You leave your house that morning. You leave behind family, friends, and well … those who are more than friends. Inter-team romances never last. Everyone knows that. You’d have to be monumentally dumb to even contemplate it. Well, that’s what my friends say. I prefer to think of myself as brave."
Below is a link to the first chapter. It's in a real-time collaborative word processor and it's not my only copy, so feel free to make any suggestions as they occur to you. Just use a different colour to the rest of the text so I can see it!

http://biscuitsbatchavoy.writerfeedpad.com/72

(Yes, the short post this week is because NaNo is greedy about time.This post was going to be about feminism before NaNo happened.)
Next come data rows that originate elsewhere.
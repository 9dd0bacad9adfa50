use std::collections::BTreeMap;

use serde::{Deserialize, Serialize};

use crate::config::AnalysisConfig;
use crate::model::{FittedModel, GroupSummary};
use crate::spatial::Window;

pub const SCHEMA_VERSION: &str = "v1";

/// Persisted dataset: one record per sample.
#[derive(Debug, Clone, Serialize, Deserialize)]
pub struct DatasetV1 {
    pub schema_version: String,
    pub samples: Vec<SampleRecord>,
}

#[derive(Debug, Clone, Serialize, Deserialize)]
pub struct SampleRecord {
    pub id: String,
    #[serde(default)]
    pub metadata: BTreeMap<String, Option<String>>,
    #[serde(default)]
    pub scalars: BTreeMap<String, Option<f64>>,
    pub patterns: BTreeMap<String, PatternRecord>,
}

#[derive(Debug, Clone, Serialize, Deserialize)]
pub struct PatternRecord {
    pub window: Window,
    /// `null` coordinates are accepted by the parser and rejected on load.
    pub points: Vec<[Option<f64>; 2]>,
    #[serde(default, skip_serializing_if = "Option::is_none")]
    pub label: Option<String>,
}

#[derive(Debug, Clone, Serialize, Deserialize)]
pub struct InputMeta {
    pub path: String,
    pub samples: u64,
    pub patterns: Vec<String>,
    pub factors: Vec<String>,
}

#[derive(Debug, Clone, Serialize, Deserialize)]
pub struct IntensityRow {
    pub sample: String,
    pub pattern: String,
    pub count: u64,
    pub area: f64,
    pub intensity: f64,
}

#[derive(Debug, Clone, Serialize, Deserialize)]
pub struct DensityRow {
    pub sample: String,
    pub pattern: String,
    pub bandwidth: f64,
    pub integral: f64,
    pub max: Option<f64>,
}

#[derive(Debug, Clone, Serialize, Deserialize)]
pub struct PpaReportV1 {
    pub tool: String,
    pub version: String,
    pub schema_version: String,
    pub input: InputMeta,
    pub config: AnalysisConfig,
    pub intensities: Vec<IntensityRow>,
    pub density: Vec<DensityRow>,
    pub group_summaries: Vec<GroupSummary>,
    pub group_model: Option<FittedModel>,
    pub cross_model: Option<FittedModel>,
    pub warnings: Vec<String>,
}

impl PpaReportV1 {
    pub fn empty(tool_version: &str, config: AnalysisConfig) -> Self {
        Self {
            tool: "kira-ppa".to_string(),
            version: tool_version.to_string(),
            schema_version: SCHEMA_VERSION.to_string(),
            input: InputMeta {
                path: String::new(),
                samples: 0,
                patterns: Vec::new(),
                factors: Vec::new(),
            },
            config,
            intensities: Vec::new(),
            density: Vec::new(),
            group_summaries: Vec::new(),
            group_model: None,
            cross_model: None,
            warnings: Vec::new(),
        }
    }
}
EDIT: Since I wrote this I have caught up on four days worth of missed NaNo time. I am exhausted and slept until 3pm today. Even right now though, I recommend NaNoWriMo to absolutely anyone interested in writing. It is so, so worth it. Trust me. This is my fourth year in a row putting myself through it.

Sunday 1 November 2015

What's My Age Again?

For the past few months, whenever the subject of votes for sixteen-year-olds has come up, I’ve been one of the people turned to. I’m seventeen, so I couldn’t vote in the General Election, but I was sixteen at the time of the Referendum so did vote then. If I hadn’t had the opportunity to vote, I don’t know if I’d have become interested enough in politics during the GE to join in May. I have told Tim Farron this, and he has repeated my words almost exactly in the Q&A at Federal Conference. I am satisfied that there will not be another election that affects me that I won’t be able to vote in.
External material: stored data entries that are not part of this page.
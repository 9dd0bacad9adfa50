//! Pooled Berman-Turner quadrature over every sample of a collection.
//!
//! Dummy points sit at the in-window cell centres of each sample's covariate
//! field grid; data points are the response pattern's points. Each
//! quadrature point gets the area of its grid cell divided by the number of
//! quadrature points sharing that cell. The Poisson log likelihood of the
//! pattern is then approximated by a weighted Poisson regression with
//! response `indicator / weight`.

use std::collections::HashMap;

use nalgebra::{DMatrix, DVector};

use crate::config::MissingPolicy;
use crate::error::PpaError;
use crate::model::INTERCEPT;
use crate::model::design::{factor_levels, factor_term};
use crate::table::SampleCollection;

#[derive(Debug, Clone)]
pub struct QuadratureScheme {
    pub x: DMatrix<f64>,
    pub y: DVector<f64>,
    pub w: DVector<f64>,
    pub terms: Vec<String>,
    pub n_data: usize,
    pub n_dummy: usize,
    pub sample_ids: Vec<String>,
}

impl QuadratureScheme {
    pub fn len(&self) -> usize {
        self.y.len()
    }

    pub fn is_empty(&self) -> bool {
        self.y.is_empty()
    }

    /// Sum of quadrature weights, the pooled window area.
    pub fn total_weight(&self) -> f64 {
        self.w.sum()
    }
}

struct QuadPoint {
    covariate: f64,
    weight: f64,
    is_data: bool,
    row: usize,
}

/// Builds the pooled scheme. Rows with a missing factor value fail or are
/// skipped according to `missing_policy`.
pub fn build_quadrature(
    table: &SampleCollection,
    response_pattern: &str,
    covariate_field: &str,
    factors: &[String],
    missing_policy: MissingPolicy,
) -> Result<QuadratureScheme, PpaError> {
    let patterns = table.patterns(response_pattern)?;
    let fields = table.fields(covariate_field)?;
    let factor_values = factors
        .iter()
        .map(|f| table.factors(f))
        .collect::<Result<Vec<_>, _>>()?;

    let mut rows = Vec::with_capacity(table.len());
    'rows: for row in 0..table.len() {
        for (name, values) in factors.iter().zip(factor_values.iter()) {
            if values[row].is_none() {
                match missing_policy {
                    MissingPolicy::Reject => {
                        return Err(PpaError::MissingValue {
                            column: name.clone(),
                            sample: table.ids()[row].clone(),
                        });
                    }
                    MissingPolicy::DropRows => continue 'rows,
                }
            }
        }
        rows.push(row);
    }

    let mut points: Vec<QuadPoint> = Vec::new();
    let mut n_data = 0usize;
    for &row in &rows {
        let sample = &table.ids()[row];
        let pattern = &patterns[row];
        let field = &fields[row];
        if pattern.window().is_degenerate() || field.in_window_cells() == 0 {
            return Err(PpaError::DegenerateWindow {
                sample: sample.clone(),
            });
        }

        let grid = *field.grid();
        if !grid.spans(&pattern.window().bounds()) {
            return Err(PpaError::Column(format!(
                "sample '{}': '{}' window does not match the grid of '{}'",
                sample, response_pattern, covariate_field
            )));
        }
        let cell_area = grid.cell_area();
        let mut data_cells = Vec::with_capacity(pattern.len());
        let mut counts: HashMap<usize, usize> = HashMap::new();
        for p in pattern.points() {
            let (i, j) = grid.cell_of(p.x, p.y);
            let idx = grid.index(i, j);
            data_cells.push(idx);
            *counts.entry(idx).or_insert(0) += 1;
        }
        let occupancy = |idx: usize, has_dummy: bool| -> f64 {
            (counts.get(&idx).copied().unwrap_or(0) + usize::from(has_dummy)) as f64
        };

        for j in 0..grid.ny {
            for i in 0..grid.nx {
                let idx = grid.index(i, j);
                if let Some(value) = field.values()[idx] {
                    points.push(QuadPoint {
                        covariate: value,
                        weight: cell_area / occupancy(idx, true),
                        is_data: false,
                        row,
                    });
                }
            }
        }
        for (p, &idx) in pattern.points().iter().zip(data_cells.iter()) {
            let covariate = field.value_at(p.x, p.y).ok_or_else(|| PpaError::DegenerateWindow {
                sample: sample.clone(),
            })?;
            let has_dummy = field.values()[idx].is_some();
            points.push(QuadPoint {
                covariate,
                weight: cell_area / occupancy(idx, has_dummy),
                is_data: true,
                row,
            });
            n_data += 1;
        }
    }

    let levels: Vec<Vec<String>> = factor_values
        .iter()
        .map(|values| factor_levels(rows.iter().filter_map(|&r| values[r].as_deref())))
        .collect();
    let mut terms = vec![INTERCEPT.to_string(), covariate_field.to_string()];
    for (name, lv) in factors.iter().zip(levels.iter()) {
        terms.extend(lv.iter().skip(1).map(|l| factor_term(name, l)));
    }

    let n = points.len();
    let mut x = DMatrix::<f64>::zeros(n, terms.len());
    let mut y = DVector::<f64>::zeros(n);
    let mut w = DVector::<f64>::zeros(n);
    for (k, qp) in points.iter().enumerate() {
        x[(k, 0)] = 1.0;
        x[(k, 1)] = qp.covariate;
        let mut col = 2;
        for (values, lv) in factor_values.iter().zip(levels.iter()) {
            let value = values[qp.row].as_deref();
            for level in lv.iter().skip(1) {
                if value == Some(level.as_str()) {
                    x[(k, col)] = 1.0;
                }
                col += 1;
            }
        }
        w[k] = qp.weight;
        if qp.is_data {
            y[k] = 1.0 / qp.weight;
        }
    }

    Ok(QuadratureScheme {
        x,
        y,
        w,
        terms,
        n_data,
        n_dummy: n - n_data,
        sample_ids: rows.iter().map(|&r| table.ids()[r].clone()).collect(),
    })
}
So, although I’m not eighteen until February, I figured this was an end to it. Then I moved into Glasgow. It’s only been a problem twice, but it’s just been loaded with irony. I can’t get into places. The first time was the Dialectics pub crawl and I tried to get into Oran Mor at about midnight. I got back to my flat that night and one of my flatmates – also seventeen – was surprised that I didn’t know under-eighteens couldn’t get into pubs after ten. The very fact that I didn’t even know this should have been a clue that I’m not likely to cause trouble in a pub.

The second time was tonight (Halloween). I went to pre-drinks at a flat shared by a couple of debaters (where I didn’t actually drink) then we headed down to Hive, which is the nightclub attached to the Glasgow University Union. Waited in the queue, dressed as a Power Ranger, then when I got to the front was told that I couldn't get in tonight. Over eighteens only. Despite the fact that I got in on Thursday and am quite possibly the most sober teenager in the entire city?
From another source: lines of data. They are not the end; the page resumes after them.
//! Kernel-smoothed intensity surfaces.
//!
//! A density field is a regular grid laid over the bounding box of a
//! pattern's window. Cells whose centre falls outside the window carry no
//! value. Bandwidth is the standard deviation of an isotropic Gaussian
//! kernel; larger values trade spatial resolution for lower noise.

use std::f64::consts::{PI, SQRT_2};

#[cfg(feature = "mt")]
use rayon::prelude::*;
use statrs::function::erf::erfc;

use crate::config::{AnalysisConfig, EdgeCorrection};
use crate::error::PpaError;
use crate::spatial::pattern::PointPattern;
use crate::spatial::window::{Bounds, Window};
use crate::table::{Column, SampleCollection};

/// Kernel contributions beyond this many bandwidths are dropped.
const KERNEL_CUTOFF: f64 = 6.0;
const MIN_EDGE_MASS: f64 = 1e-12;

#[derive(Debug, Clone, Copy, PartialEq)]
pub struct GridSpec {
    pub nx: usize,
    pub ny: usize,
    pub x0: f64,
    pub y0: f64,
    pub dx: f64,
    pub dy: f64,
}

impl GridSpec {
    pub fn covering(window: &Window, resolution: usize) -> Self {
        let b = window.bounds();
        let n = resolution.max(1);
        Self {
            nx: n,
            ny: n,
            x0: b.xmin,
            y0: b.ymin,
            dx: b.width() / n as f64,
            dy: b.height() / n as f64,
        }
    }

    pub fn len(&self) -> usize {
        self.nx * self.ny
    }

    pub fn is_empty(&self) -> bool {
        self.len() == 0
    }

    pub fn cell_area(&self) -> f64 {
        self.dx * self.dy
    }

    pub fn center(&self, i: usize, j: usize) -> (f64, f64) {
        (
            self.x0 + (i as f64 + 0.5) * self.dx,
            self.y0 + (j as f64 + 0.5) * self.dy,
        )
    }

    pub fn index(&self, i: usize, j: usize) -> usize {
        j * self.nx + i
    }

    /// Whether the grid extent coincides with `bounds` up to rounding.
    pub fn spans(&self, bounds: &Bounds) -> bool {
        let close = |a: f64, b: f64, scale: f64| {
            (a - b).abs() <= 1e-9 * scale.max(a.abs()).max(b.abs()).max(1.0)
        };
        let (w, h) = (bounds.width(), bounds.height());
        close(self.x0, bounds.xmin, w)
            && close(self.x0 + self.nx as f64 * self.dx, bounds.xmax, w)
            && close(self.y0, bounds.ymin, h)
            && close(self.y0 + self.ny as f64 * self.dy, bounds.ymax, h)
    }

    /// Cell holding `(x, y)`, clamped to the grid.
    pub fn cell_of(&self, x: f64, y: f64) -> (usize, usize) {
        let fi = ((x - self.x0) / self.dx).floor();
        let fj = ((y - self.y0) / self.dy).floor();
        (
            fi.clamp(0.0, (self.nx - 1) as f64) as usize,
            fj.clamp(0.0, (self.ny - 1) as f64) as usize,
        )
    }

    fn span(&self, centre: f64, origin: f64, step: f64, radius: f64, n: usize) -> (usize, usize) {
        let lo = ((centre - radius - origin) / step - 0.5).floor().max(0.0) as usize;
        let hi = ((centre + radius - origin) / step - 0.5).ceil();
        let hi = if hi < 0.0 {
            0
        } else {
            (hi as usize).min(n - 1)
        };
        (lo.min(n - 1), hi)
    }
}

#[derive(Debug, Clone, Copy, PartialEq)]
pub struct DensityOptions {
    pub resolution: usize,
    pub edge_correction: EdgeCorrection,
}

impl DensityOptions {
    pub fn from_config(config: &AnalysisConfig) -> Self {
        Self {
            resolution: config.resolution,
            edge_correction: config.edge_correction,
        }
    }
}

impl Default for DensityOptions {
    fn default() -> Self {
        Self::from_config(&AnalysisConfig::default())
    }
}

#[derive(Debug, Clone, PartialEq)]
pub struct DensityField {
    grid: GridSpec,
    values: Vec<Option<f64>>,
    bandwidth: f64,
    edge_correction: EdgeCorrection,
}

impl DensityField {
    pub fn from_parts(
        grid: GridSpec,
        values: Vec<Option<f64>>,
        bandwidth: f64,
        edge_correction: EdgeCorrection,
    ) -> Result<Self, PpaError> {
        if values.len() != grid.len() {
            return Err(PpaError::Column(format!(
                "density field has {} values for a {}x{} grid",
                values.len(),
                grid.nx,
                grid.ny
            )));
        }
        Ok(Self {
            grid,
            values,
            bandwidth,
            edge_correction,
        })
    }

    pub fn grid(&self) -> &GridSpec {
        &self.grid
    }

    pub fn values(&self) -> &[Option<f64>] {
        &self.values
    }

    pub fn bandwidth(&self) -> f64 {
        self.bandwidth
    }

    pub fn edge_correction(&self) -> EdgeCorrection {
        self.edge_correction
    }

    pub fn cell(&self, i: usize, j: usize) -> Option<f64> {
        if i >= self.grid.nx || j >= self.grid.ny {
            return None;
        }
        self.values[self.grid.index(i, j)]
    }

    pub fn in_window_cells(&self) -> usize {
        self.values.iter().filter(|v| v.is_some()).count()
    }

    /// Integral over the window (Riemann sum over in-window cells).
    pub fn integral(&self) -> f64 {
        self.values.iter().flatten().sum::<f64>() * self.grid.cell_area()
    }

    pub fn max(&self) -> Option<f64> {
        self.values.iter().flatten().copied().reduce(f64::max)
    }

    /// Mean squared difference between 4-neighbour in-window cells.
    pub fn roughness(&self) -> f64 {
        let mut acc = 0.0;
        let mut pairs = 0usize;
        for j in 0..self.grid.ny {
            for i in 0..self.grid.nx {
                let Some(v) = self.cell(i, j) else {
                    continue;
                };
                if let Some(r) = self.cell(i + 1, j) {
                    acc += (v - r) * (v - r);
                    pairs += 1;
                }
                if let Some(u) = self.cell(i, j + 1) {
                    acc += (v - u) * (v - u);
                    pairs += 1;
                }
            }
        }
        if pairs == 0 { 0.0 } else { acc / pairs as f64 }
    }

    /// Bilinear interpolation between cell centres; falls back to the nearest
    /// in-window cell when a neighbour lies outside the window.
    pub fn value_at(&self, x: f64, y: f64) -> Option<f64> {
        let g = &self.grid;
        let fx = (x - g.x0) / g.dx - 0.5;
        let fy = (y - g.y0) / g.dy - 0.5;
        let inner_x = fx >= 0.0 && fx < (g.nx - 1) as f64;
        let inner_y = fy >= 0.0 && fy < (g.ny - 1) as f64;
        if inner_x && inner_y {
            let i0 = fx.floor() as usize;
            let j0 = fy.floor() as usize;
            let corners = (
                self.cell(i0, j0),
                self.cell(i0 + 1, j0),
                self.cell(i0, j0 + 1),
                self.cell(i0 + 1, j0 + 1),
            );
            if let (Some(v00), Some(v10), Some(v01), Some(v11)) = corners {
                let tx = fx - i0 as f64;
                let ty = fy - j0 as f64;
                let bottom = v00 * (1.0 - tx) + v10 * tx;
                let top = v01 * (1.0 - tx) + v11 * tx;
                return Some(bottom * (1.0 - ty) + top * ty);
            }
        }
        self.nearest(x, y)
    }

    fn nearest(&self, x: f64, y: f64) -> Option<f64> {
        let (ci, cj) = self.grid.cell_of(x, y);
        if let Some(v) = self.cell(ci, cj) {
            return Some(v);
        }
        let max_ring = self.grid.nx.max(self.grid.ny);
        for ring in 1..=max_ring {
            let mut best: Option<(f64, f64)> = None;
            let i_lo = ci.saturating_sub(ring);
            let j_lo = cj.saturating_sub(ring);
            for j in j_lo..=(cj + ring).min(self.grid.ny - 1) {
                for i in i_lo..=(ci + ring).min(self.grid.nx - 1) {
                    if i.abs_diff(ci).max(j.abs_diff(cj)) != ring {
                        continue;
                    }
                    if let Some(v) = self.cell(i, j) {
                        let (cx, cy) = self.grid.center(i, j);
                        let d2 = (cx - x).powi(2) + (cy - y).powi(2);
                        if best.is_none_or(|(bd, _)| d2 < bd) {
                            best = Some((d2, v));
                        }
                    }
                }
            }
            if let Some((_, v)) = best {
                return Some(v);
            }
        }
        None
    }
}

/// Kernel smoothing engine.
pub trait Smoother: Send + Sync {
    fn smooth(
        &self,
        pattern: &PointPattern,
        bandwidth: f64,
        options: &DensityOptions,
    ) -> Result<DensityField, PpaError>;
}

/// One eighth of the shortest side of the window's bounding box.
pub fn default_bandwidth(window: &Window) -> f64 {
    window.shortest_side() / 8.0
}

pub fn compute_density_field(
    pattern: &PointPattern,
    bandwidth: f64,
    options: &DensityOptions,
    smoother: &dyn Smoother,
) -> Result<DensityField, PpaError> {
    if !(bandwidth.is_finite() && bandwidth > 0.0) {
        return Err(PpaError::InvalidBandwidth(bandwidth));
    }
    if options.resolution < 2 {
        return Err(PpaError::InvalidConfig(format!(
            "resolution must be >= 2 (got {})",
            options.resolution
        )));
    }
    smoother.smooth(pattern, bandwidth, options)
}

/// Appends `column` holding a density field per row of `pattern`. Rows are
/// smoothed independently (in parallel with the `mt` feature) and joined
/// back by sample ID.
pub fn append_density_column(
    collection: &mut SampleCollection,
    pattern: &str,
    column: &str,
    config: &AnalysisConfig,
    smoother: &dyn Smoother,
) -> Result<(), PpaError> {
    let options = DensityOptions::from_config(config);
    let keyed = {
        let patterns = collection.patterns(pattern)?;
        let jobs: Vec<(&String, &PointPattern)> =
            collection.ids().iter().zip(patterns.iter()).collect();
        let smooth_one = |(id, pp): &(&String, &PointPattern)| {
            let bandwidth = config
                .bandwidth
                .unwrap_or_else(|| default_bandwidth(pp.window()));
            compute_density_field(pp, bandwidth, &options, smoother)
                .map(|field| ((*id).clone(), field))
        };
        run_jobs(&jobs, config.threads, smooth_one)?
    };
    let fields = collection.align_by_id(keyed)?;
    collection.append_column(column, Column::Field(fields))
}

#[cfg(feature = "mt")]
fn run_jobs<J, T, F>(jobs: &[J], threads: usize, f: F) -> Result<Vec<T>, PpaError>
where
    J: Sync,
    T: Send,
    F: Fn(&J) -> Result<T, PpaError> + Sync + Send,
{
    if threads == 0 {
        return jobs.par_iter().map(f).collect();
    }
    let pool = rayon::ThreadPoolBuilder::new()
        .num_threads(threads)
        .build()
        .map_err(|e| PpaError::InvalidConfig(format!("failed to build thread pool: {}", e)))?;
    pool.install(|| jobs.par_iter().map(f).collect())
}

#[cfg(not(feature = "mt"))]
fn run_jobs<J, T, F>(jobs: &[J], threads: usize, f: F) -> Result<Vec<T>, PpaError>
where
    F: Fn(&J) -> Result<T, PpaError>,
{
    let _ = threads;
    jobs.iter().map(f).collect()
}

/// Isotropic Gaussian kernel evaluated at cell centres.
#[derive(Debug, Clone, Copy, Default)]
pub struct GaussianSmoother;

impl Smoother for GaussianSmoother {
    fn smooth(
        &self,
        pattern: &PointPattern,
        bandwidth: f64,
        options: &DensityOptions,
    ) -> Result<DensityField, PpaError> {
        let window = pattern.window();
        let grid = GridSpec::covering(window, options.resolution);
        let mask: Vec<bool> = (0..grid.ny)
            .flat_map(|j| (0..grid.nx).map(move |i| (i, j)))
            .map(|(i, j)| {
                let (cx, cy) = grid.center(i, j);
                window.contains(cx, cy)
            })
            .collect();
        let kernel = Kernel::new(bandwidth);

        let point_weights: Vec<f64> = match options.edge_correction {
            EdgeCorrection::Diggle => pattern
                .points()
                .iter()
                .map(|p| 1.0 / edge_mass(window, &grid, &mask, &kernel, p.x, p.y))
                .collect(),
            _ => vec![1.0; pattern.len()],
        };

        let mut raw = vec![0.0f64; grid.len()];
        let radius = kernel.radius();
        for (p, w) in pattern.points().iter().zip(point_weights.iter()) {
            let (i_lo, i_hi) = grid.span(p.x, grid.x0, grid.dx, radius, grid.nx);
            let (j_lo, j_hi) = grid.span(p.y, grid.y0, grid.dy, radius, grid.ny);
            for j in j_lo..=j_hi {
                for i in i_lo..=i_hi {
                    let idx = grid.index(i, j);
                    if !mask[idx] {
                        continue;
                    }
                    let (cx, cy) = grid.center(i, j);
                    raw[idx] += w * kernel.eval(cx - p.x, cy - p.y);
                }
            }
        }

        let values = (0..grid.ny)
            .flat_map(|j| (0..grid.nx).map(move |i| (i, j)))
            .map(|(i, j)| {
                let idx = grid.index(i, j);
                if !mask[idx] {
                    return None;
                }
                match options.edge_correction {
                    EdgeCorrection::Uniform => {
                        let (cx, cy) = grid.center(i, j);
                        Some(raw[idx] / edge_mass(window, &grid, &mask, &kernel, cx, cy))
                    }
                    EdgeCorrection::None | EdgeCorrection::Diggle => Some(raw[idx]),
                }
            })
            .collect();

        DensityField::from_parts(grid, values, bandwidth, options.edge_correction)
    }
}

struct Kernel {
    sigma: f64,
    norm: f64,
}

impl Kernel {
    fn new(sigma: f64) -> Self {
        Self {
            sigma,
            norm: 1.0 / (2.0 * PI * sigma * sigma),
        }
    }

    fn radius(&self) -> f64 {
        KERNEL_CUTOFF * self.sigma
    }

    fn eval(&self, dx: f64, dy: f64) -> f64 {
        let d2 = dx * dx + dy * dy;
        if d2 > self.radius() * self.radius() {
            return 0.0;
        }
        self.norm * (-d2 / (2.0 * self.sigma * self.sigma)).exp()
    }
}

fn std_normal_cdf(z: f64) -> f64 {
    0.5 * erfc(-z / SQRT_2)
}

/// Kernel mass centred on `(x, y)` that falls inside the window.
fn edge_mass(
    window: &Window,
    grid: &GridSpec,
    mask: &[bool],
    kernel: &Kernel,
    x: f64,
    y: f64,
) -> f64 {
    let mass = match window {
        Window::Rect {
            xmin,
            xmax,
            ymin,
            ymax,
        } => {
            let s = kernel.sigma;
            let mx = std_normal_cdf((xmax - x) / s) - std_normal_cdf((xmin - x) / s);
            let my = std_normal_cdf((ymax - y) / s) - std_normal_cdf((ymin - y) / s);
            mx * my
        }
        Window::Polygon { .. } => {
            let radius = kernel.radius();
            let (i_lo, i_hi) = grid.span(x, grid.x0, grid.dx, radius, grid.nx);
            let (j_lo, j_hi) = grid.span(y, grid.y0, grid.dy, radius, grid.ny);
            let mut acc = 0.0;
            for j in j_lo..=j_hi {
                for i in i_lo..=i_hi {
                    if mask[grid.index(i, j)] {
                        let (cx, cy) = grid.center(i, j);
                        acc += kernel.eval(cx - x, cy - y);
                    }
                }
            }
            acc * grid.cell_area()
        }
    };
    mass.max(MIN_EDGE_MASS)
}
On the way home (I didn’t really feel like going anywhere else), I thought about these two things that I’m three months too young to do. The main reason usually given for the voting age is that under eighteens can’t be trusted to be responsible enough to vote with a level head. So, does that mean the reason I can’t go into a nightclub is that I can’t be trusted to be responsible? I really don’t think anyone is going to Hive tonight with the intention of being responsible.


Does it mean nothing to anyone that the thing I’ve always complained about not being able to do is vote? I was out canvassing in Blantyre this afternoon. I am educated about politics. It makes no sense that adults who vote Labour because their parents voted Labour should get to vote and I don’t. There is nothing wrong with not paying attention to politics, and there is nothing wrong with drinking, but I read about politics every day and the most I’ve ever drank is two sips of whatever Doug had on Thursday. I should be allowed to vote, and I should be allowed into Hive.